Thinking of you Sub2974. Let us know how your visit goes. Thanks for your reply on my post. :)
Thanks Mialady! My appointment isnt until next Friday so i have a whole week to sit and fret over it :censored: :scared:
Are you planning on telling the new dentist about the previous problem?...you don't have to mention names (it's best not to actually) -I think it would be better if you did tell the new dentist.
Get practising those relaxation exercises....relax, lie back, you're on a beach with a little help from nitrous maybe :p.
Good luck - actually you could always look on the bright side...it's not going to be any worse at the new place is it?
1. Just wondering how significant is this anxiety effect.....are you only talking about fairly high levels of anxiety...where you feel 'physically scared'. If you are physically relaxed and not tense (I'm good at physically relaxing once in situ) does that preclude  anxiety preventing numbing from working?  

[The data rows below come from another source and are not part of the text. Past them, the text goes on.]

//! SQLite storage bootstrap.
//!
//! # Responsibility
//! - Open and configure SQLite connections for the parcel tracker.
//! - Create the `parcel` table when it does not exist yet.
//!
//! # Invariants
//! - Core code must not read/write parcels before `ensure_schema` succeeds on
//!   connections opened here.
//! - Schema creation is idempotent and unversioned.

use thiserror::Error;

mod open;
pub mod schema;

pub use open::{open_db, open_db_in_memory};

pub type DbResult<T> = Result<T, DbError>;

/// Transport-level database failure.
///
/// The wrapped `rusqlite::Error` is kept intact; display and `source()` are
/// forwarded to it.
#[derive(Debug, Error)]
pub enum DbError {
    #[error(transparent)]
    Sqlite(#[from] rusqlite::Error),
}
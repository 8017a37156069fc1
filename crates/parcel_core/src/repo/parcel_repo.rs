//! Parcel repository contract and SQLite implementation.
//!
//! # Responsibility
//! - Provide create/read/delete and constrained-update APIs over the `parcel`
//!   table.
//! - Keep SQL details inside the core persistence boundary.
//!
//! # Invariants
//! - Write paths validate input before any SQL mutation.
//! - Read paths reject invalid persisted state instead of masking it.
//! - Address edits only apply while the stored status is `registered`.
//! - Every operation issues a single mutating statement, so a failure never
//!   leaves a partial update behind.

use crate::db::schema::{table_columns, table_exists, PARCEL_COLUMNS, PARCEL_TABLE};
use crate::db::DbError;
use crate::model::parcel::{
    validate_address, ClientId, Parcel, ParcelNumber, ParcelStatus, ParcelValidationError,
};
use rusqlite::{params, Connection, OptionalExtension, Row};
use thiserror::Error;

const PARCEL_SELECT_SQL: &str = "SELECT
    number,
    client,
    status,
    address,
    created_at
FROM parcel";

const ADDRESS_UPDATE_ATTEMPTS: usize = 2;

pub type RepoResult<T> = Result<T, RepoError>;

/// Repository error for parcel persistence and lifecycle operations.
#[derive(Debug, Error)]
pub enum RepoError {
    #[error(transparent)]
    Validation(#[from] ParcelValidationError),
    #[error(transparent)]
    Db(#[from] DbError),
    #[error("parcel not found: {0}")]
    NotFound(ParcelNumber),
    #[error("invalid persisted parcel data: {0}")]
    InvalidData(String),
    #[error("address of parcel {number} cannot change in status `{status}`")]
    AddressLocked {
        number: ParcelNumber,
        status: ParcelStatus,
    },
    #[error("parcel {number} cannot be deleted in status `{status}`")]
    DeleteLocked {
        number: ParcelNumber,
        status: ParcelStatus,
    },
    #[error("parcel {0} is already delivered")]
    FinalStatus(ParcelNumber),
    #[error("parcel {0} kept changing status during the address update")]
    ConcurrentUpdate(ParcelNumber),
    #[error("connection is missing required table `{0}`")]
    MissingRequiredTable(&'static str),
    #[error("table `{table}` is missing required column `{column}`")]
    MissingRequiredColumn {
        table: &'static str,
        column: &'static str,
    },
}

impl From<rusqlite::Error> for RepoError {
    fn from(value: rusqlite::Error) -> Self {
        Self::Db(DbError::Sqlite(value))
    }
}

/// Repository interface for parcel storage.
pub trait ParcelRepository {
    /// Inserts a parcel and returns the store-assigned number.
    ///
    /// `parcel.number` is ignored.
    fn add(&self, parcel: &Parcel) -> RepoResult<ParcelNumber>;
    /// Loads one parcel, failing with `NotFound` when absent.
    fn get(&self, number: ParcelNumber) -> RepoResult<Parcel>;
    /// Removes one parcel regardless of status.
    fn delete(&self, number: ParcelNumber) -> RepoResult<()>;
    /// Replaces the address of a `registered` parcel.
    fn set_address(&self, number: ParcelNumber, address: &str) -> RepoResult<()>;
    /// Replaces the status without checking the transition.
    fn set_status(&self, number: ParcelNumber, status: ParcelStatus) -> RepoResult<()>;
    /// Lists every parcel owned by `client`. Order is not part of the contract.
    fn get_by_client(&self, client: ClientId) -> RepoResult<Vec<Parcel>>;
}

/// SQLite-backed parcel store borrowing a caller-owned connection.
pub struct ParcelStore<'conn> {
    conn: &'conn Connection,
}

impl<'conn> ParcelStore<'conn> {
    /// Wraps a connection without inspecting its schema.
    pub fn new(conn: &'conn Connection) -> Self {
        Self { conn }
    }

    /// Wraps a connection after checking the `parcel` table layout.
    ///
    /// # Errors
    /// - `MissingRequiredTable` when the table does not exist.
    /// - `MissingRequiredColumn` for the first absent column.
    pub fn try_new(conn: &'conn Connection) -> RepoResult<Self> {
        ensure_parcel_table_ready(conn)?;
        Ok(Self::new(conn))
    }

    fn stored_status(&self, number: ParcelNumber) -> RepoResult<Option<ParcelStatus>> {
        let status = self
            .conn
            .query_row(
                "SELECT status FROM parcel WHERE number = ?1;",
                [number],
                |row| row.get::<_, String>(0),
            )
            .optional()?;

        status.map(|value| parse_status(&value)).transpose()
    }
}

impl ParcelRepository for ParcelStore<'_> {
    fn add(&self, parcel: &Parcel) -> RepoResult<ParcelNumber> {
        parcel.validate()?;

        self.conn.execute(
            "INSERT INTO parcel (
                client,
                status,
                address,
                created_at
            ) VALUES (?1, ?2, ?3, ?4);",
            params![
                parcel.client,
                parcel.status.as_str(),
                parcel.address.as_str(),
                parcel.created_at.as_str(),
            ],
        )?;

        Ok(self.conn.last_insert_rowid())
    }

    fn get(&self, number: ParcelNumber) -> RepoResult<Parcel> {
        let mut stmt = self
            .conn
            .prepare(&format!("{PARCEL_SELECT_SQL} WHERE number = ?1;"))?;

        let mut rows = stmt.query([number])?;
        match rows.next()? {
            Some(row) => parse_parcel_row(row),
            None => Err(RepoError::NotFound(number)),
        }
    }

    fn delete(&self, number: ParcelNumber) -> RepoResult<()> {
        let changed = self
            .conn
            .execute("DELETE FROM parcel WHERE number = ?1;", [number])?;

        if changed == 0 {
            return Err(RepoError::NotFound(number));
        }

        Ok(())
    }

    fn set_address(&self, number: ParcelNumber, address: &str) -> RepoResult<()> {
        validate_address(address)?;

        for _ in 0..ADDRESS_UPDATE_ATTEMPTS {
            let changed = self.conn.execute(
                "UPDATE parcel
                 SET address = ?1
                 WHERE number = ?2
                   AND status = ?3;",
                params![address, number, ParcelStatus::Registered.as_str()],
            )?;
            if changed > 0 {
                return Ok(());
            }

            // The status lookup is a separate statement; another writer may
            // have moved the parcel back to `registered` in between.
            if let Some(err) = address_guard_rejection(number, self.stored_status(number)?) {
                return Err(err);
            }
        }

        Err(RepoError::ConcurrentUpdate(number))
    }

    fn set_status(&self, number: ParcelNumber, status: ParcelStatus) -> RepoResult<()> {
        let changed = self.conn.execute(
            "UPDATE parcel SET status = ?1 WHERE number = ?2;",
            params![status.as_str(), number],
        )?;

        if changed == 0 {
            return Err(RepoError::NotFound(number));
        }

        Ok(())
    }

    fn get_by_client(&self, client: ClientId) -> RepoResult<Vec<Parcel>> {
        let mut stmt = self.conn.prepare(&format!(
            "{PARCEL_SELECT_SQL}
             WHERE client = ?1
             ORDER BY number ASC;"
        ))?;

        let mut rows = stmt.query([client])?;
        let mut parcels = Vec::new();
        while let Some(row) = rows.next()? {
            parcels.push(parse_parcel_row(row)?);
        }

        Ok(parcels)
    }
}

/// Explains why the guarded address UPDATE touched no row.
///
/// Returns `None` when the stored status is `registered` again, meaning the
/// update is worth retrying.
fn address_guard_rejection(
    number: ParcelNumber,
    stored: Option<ParcelStatus>,
) -> Option<RepoError> {
    match stored {
        None => Some(RepoError::NotFound(number)),
        Some(ParcelStatus::Registered) => None,
        Some(status) => Some(RepoError::AddressLocked { number, status }),
    }
}

fn ensure_parcel_table_ready(conn: &Connection) -> RepoResult<()> {
    if !table_exists(conn, PARCEL_TABLE)? {
        return Err(RepoError::MissingRequiredTable(PARCEL_TABLE));
    }

    let present = table_columns(conn, PARCEL_TABLE)?;
    for &column in PARCEL_COLUMNS {
        if !present.iter().any(|name| name == column) {
            return Err(RepoError::MissingRequiredColumn {
                table: PARCEL_TABLE,
                column,
            });
        }
    }

    Ok(())
}

fn parse_parcel_row(row: &Row<'_>) -> RepoResult<Parcel> {
    let number: ParcelNumber = row.get("number")?;
    if number <= 0 {
        return Err(RepoError::InvalidData(format!(
            "invalid parcel number `{number}` in parcel.number"
        )));
    }

    let status_text: String = row.get("status")?;
    let status = parse_status(&status_text)?;

    let parcel = Parcel {
        number: Some(number),
        client: row.get("client")?,
        status,
        address: row.get("address")?,
        created_at: row.get("created_at")?,
    };
    parcel.validate().map_err(|err| {
        RepoError::InvalidData(format!("parcel {number} violates model invariants: {err}"))
    })?;

    Ok(parcel)
}

fn parse_status(value: &str) -> RepoResult<ParcelStatus> {
    value.parse().map_err(|_| {
        RepoError::InvalidData(format!("invalid parcel status `{value}` in parcel.status"))
    })
}
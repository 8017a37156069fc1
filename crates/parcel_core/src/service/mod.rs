//! Core use-case services.
//!
//! # Responsibility
//! - Orchestrate repository calls into lifecycle-level APIs.
//! - Keep the CLI decoupled from storage details.

pub mod parcel_service;
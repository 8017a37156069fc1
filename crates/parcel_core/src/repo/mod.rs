//! Repository layer abstractions and persistence implementations.
//!
//! # Responsibility
//! - Define use-case oriented data access contracts.
//! - Isolate SQLite query details from service orchestration.
//!
//! # Invariants
//! - Repository writes must enforce `Parcel::validate()` before persistence.
//! - Repository APIs return semantic errors (`NotFound`, `AddressLocked`) in
//!   addition to DB transport errors.

pub mod parcel_repo;
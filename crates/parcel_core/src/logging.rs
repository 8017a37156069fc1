//! Core logging bootstrap.
//!
//! # Responsibility
//! - Initialize file-based rolling logs exactly once per process.
//! - Emit metadata-only diagnostic events (`event=... module=... status=...`).
//!
//! # Invariants
//! - Logging init is idempotent for the same level and directory.
//! - Re-initialization with a different level or directory is rejected.
//! - Logging initialization must not panic.

use flexi_logger::{Cleanup, Criterion, FileSpec, Logger, LoggerHandle, Naming, WriteMode};
use log::{error, info};
use once_cell::sync::OnceCell;
use std::path::{Path, PathBuf};
use thiserror::Error;

const LOG_FILE_BASENAME: &str = "parcel_tracker";
const MAX_LOG_FILE_SIZE_BYTES: u64 = 10 * 1024 * 1024;
const MAX_LOG_FILES: usize = 5;
const MAX_PANIC_PAYLOAD_CHARS: usize = 160;

static LOGGING_STATE: OnceCell<LoggingState> = OnceCell::new();
static PANIC_HOOK_INSTALLED: OnceCell<()> = OnceCell::new();

struct LoggingState {
    level: &'static str,
    log_dir: PathBuf,
    _logger: LoggerHandle,
}

/// Failures raised while configuring process logging.
#[derive(Debug, Error)]
pub enum LoggingError {
    #[error("unsupported log level `{0}`; expected trace|debug|info|warn|error")]
    UnsupportedLevel(String),
    #[error("log_dir cannot be empty")]
    EmptyLogDir,
    #[error("log_dir must be an absolute path, got `{0}`")]
    RelativeLogDir(String),
    #[error("failed to create log directory `{path}`: {source}")]
    CreateDir {
        path: PathBuf,
        source: std::io::Error,
    },
    #[error("failed to start logger: {0}")]
    Backend(#[from] flexi_logger::FlexiLoggerError),
    #[error("logging already initialized with {setting} `{active}`; refusing to switch to `{requested}`")]
    Conflict {
        setting: &'static str,
        active: String,
        requested: String,
    },
}

/// Initializes core logging with level and directory.
///
/// # Errors
/// - Unsupported `level`.
/// - Empty, relative, or uncreatable `log_dir`.
/// - Backend setup failure.
/// - A previous call configured a different level or directory.
pub fn init_logging(level: &str, log_dir: &str) -> Result<(), LoggingError> {
    let level = normalize_level(level)?;
    let log_dir = normalize_log_dir(log_dir)?;

    let state = LOGGING_STATE.get_or_try_init(|| start_logger(level, &log_dir))?;

    if state.log_dir != log_dir {
        return Err(LoggingError::Conflict {
            setting: "directory",
            active: state.log_dir.display().to_string(),
            requested: log_dir.display().to_string(),
        });
    }
    if state.level != level {
        return Err(LoggingError::Conflict {
            setting: "level",
            active: state.level.to_string(),
            requested: level.to_string(),
        });
    }

    Ok(())
}

/// Returns `(level, log_dir)` of the active logger, or `None` before init.
pub fn logging_status() -> Option<(&'static str, PathBuf)> {
    LOGGING_STATE
        .get()
        .map(|state| (state.level, state.log_dir.clone()))
}

/// Returns `debug` for debug builds and `info` for release builds.
pub fn default_log_level() -> &'static str {
    if cfg!(debug_assertions) {
        "debug"
    } else {
        "info"
    }
}

fn start_logger(level: &'static str, log_dir: &Path) -> Result<LoggingState, LoggingError> {
    std::fs::create_dir_all(log_dir).map_err(|source| LoggingError::CreateDir {
        path: log_dir.to_path_buf(),
        source,
    })?;

    let logger = Logger::try_with_str(level)?
        .log_to_file(
            FileSpec::default()
                .directory(log_dir)
                .basename(LOG_FILE_BASENAME),
        )
        .rotate(
            Criterion::Size(MAX_LOG_FILE_SIZE_BYTES),
            Naming::Numbers,
            Cleanup::KeepLogFiles(MAX_LOG_FILES),
        )
        .write_mode(WriteMode::BufferAndFlush)
        .append()
        .format_for_files(flexi_logger::detailed_format)
        .start()?;

    install_panic_hook_once();

    info!(
        "event=tracker_start module=core status=ok platform={} version={}",
        std::env::consts::OS,
        env!("CARGO_PKG_VERSION")
    );
    info!(
        "event=logging_init module=core status=ok level={} log_dir={}",
        level,
        log_dir.display()
    );

    Ok(LoggingState {
        level,
        log_dir: log_dir.to_path_buf(),
        _logger: logger,
    })
}

fn normalize_level(level: &str) -> Result<&'static str, LoggingError> {
    match level.trim().to_ascii_lowercase().as_str() {
        "trace" => Ok("trace"),
        "debug" => Ok("debug"),
        "info" => Ok("info"),
        "warn" | "warning" => Ok("warn"),
        "error" => Ok("error"),
        other => Err(LoggingError::UnsupportedLevel(other.to_string())),
    }
}

fn normalize_log_dir(log_dir: &str) -> Result<PathBuf, LoggingError> {
    let trimmed = log_dir.trim();
    if trimmed.is_empty() {
        return Err(LoggingError::EmptyLogDir);
    }
    let path = Path::new(trimmed);
    if !path.is_absolute() {
        return Err(LoggingError::RelativeLogDir(trimmed.to_string()));
    }
    Ok(path.to_path_buf())
}

fn install_panic_hook_once() {
    if PANIC_HOOK_INSTALLED.set(()).is_err() {
        return;
    }

    let previous_hook = std::panic::take_hook();
    std::panic::set_hook(Box::new(move |panic_info| {
        // Payloads may carry addresses; keep them on one line and capped.
        let location = panic_info
            .location()
            .map(|loc| format!("{}:{}", loc.file(), loc.line()))
            .unwrap_or_else(|| "unknown".to_string());
        let payload = panic_payload_summary(panic_info);
        error!("event=panic_captured module=core status=error location={location} payload={payload}");
        previous_hook(panic_info);
    }));
}

fn panic_payload_summary(info: &std::panic::PanicHookInfo<'_>) -> String {
    let payload = if let Some(message) = info.payload().downcast_ref::<&str>() {
        (*message).to_string()
    } else if let Some(message) = info.payload().downcast_ref::<String>() {
        message.clone()
    } else {
        "non-string panic payload".to_string()
    };

    sanitize_message(&payload, MAX_PANIC_PAYLOAD_CHARS)
}

fn sanitize_message(value: &str, max_chars: usize) -> String {
    let normalized = value.replace(['\n', '\r'], " ");
    let mut truncated = normalized.chars().take(max_chars).collect::<String>();
    if normalized.chars().count() > max_chars {
        truncated.push_str("...");
    }
    truncated
}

Since it appears to be a physical process, then I would guess that physical relaxation is the secret.

2. If you left and then got numb - that would be a sign that anxiety was the problem - true or false?

No, the theory is that the local has been washed away by the bloodstream, so nothing left to get numb.

3. So what's the answer to this for patients who can't easily physically relax....is it really just nitrous (not that widely available in Europe) or is it improved chairside manner, hypnosis etc? Should people reschedule?

Chairside manner for sure, I got pretty good results with phobics without sedation or anything a few years ago. Took me a long time though!

4. Why does anxiety not seem to interfere with other forms of medical numbing? Is this a uniquely dental problem? Actually maybe I don't want to know the answer to that  :p.

Probably because the mouth has such a great blood supply, plus in other areas then you'd be looking at a direct nerve block, eg an epidural.
Well, I finally got the courage mustered today to call the new dentist office. I set up a consultation for April 11. I wish I could get past the fear that I will take pills, they will think I'm sedated, and will drill away while I feel it, but am unable to tell them. :scared:Gordon, what exactly does sedation do/block, etc.? They said they usually block out a day when they do everything ( all work that needs to be done in the mouth)if they do the sedation dentistry. I think she said $350.00 for the whole day. A lot better than the $3800 plus at the other place. This place uses pills, though, the other place IV. These people are supposed to be really well trained and up on things though. My preference would probably be to be coherent and just be able to get numb, and be able to walk out afterwards and drive, etc. If I knew I would get the pills AND be numbed, and knew I wouldn't feel it, I might go for getting the works done in one day though.
Sedation doesn't turn you into a zombie, you're perfectly able to communicate pain or discomfort. You might not CARE about them for long, but you'd feel it and be able to say so.

Is this the DOCS protocol they'll be using?
Thanks for the info Gordon. :) I don't quite understand your question about DOCS. Do you mean the doctor? Or does DOCS stand for something?(Abbreviation?).
It's a specific oral sedation protocol. If your practice has signed up to it then they'll probably mention it someplace.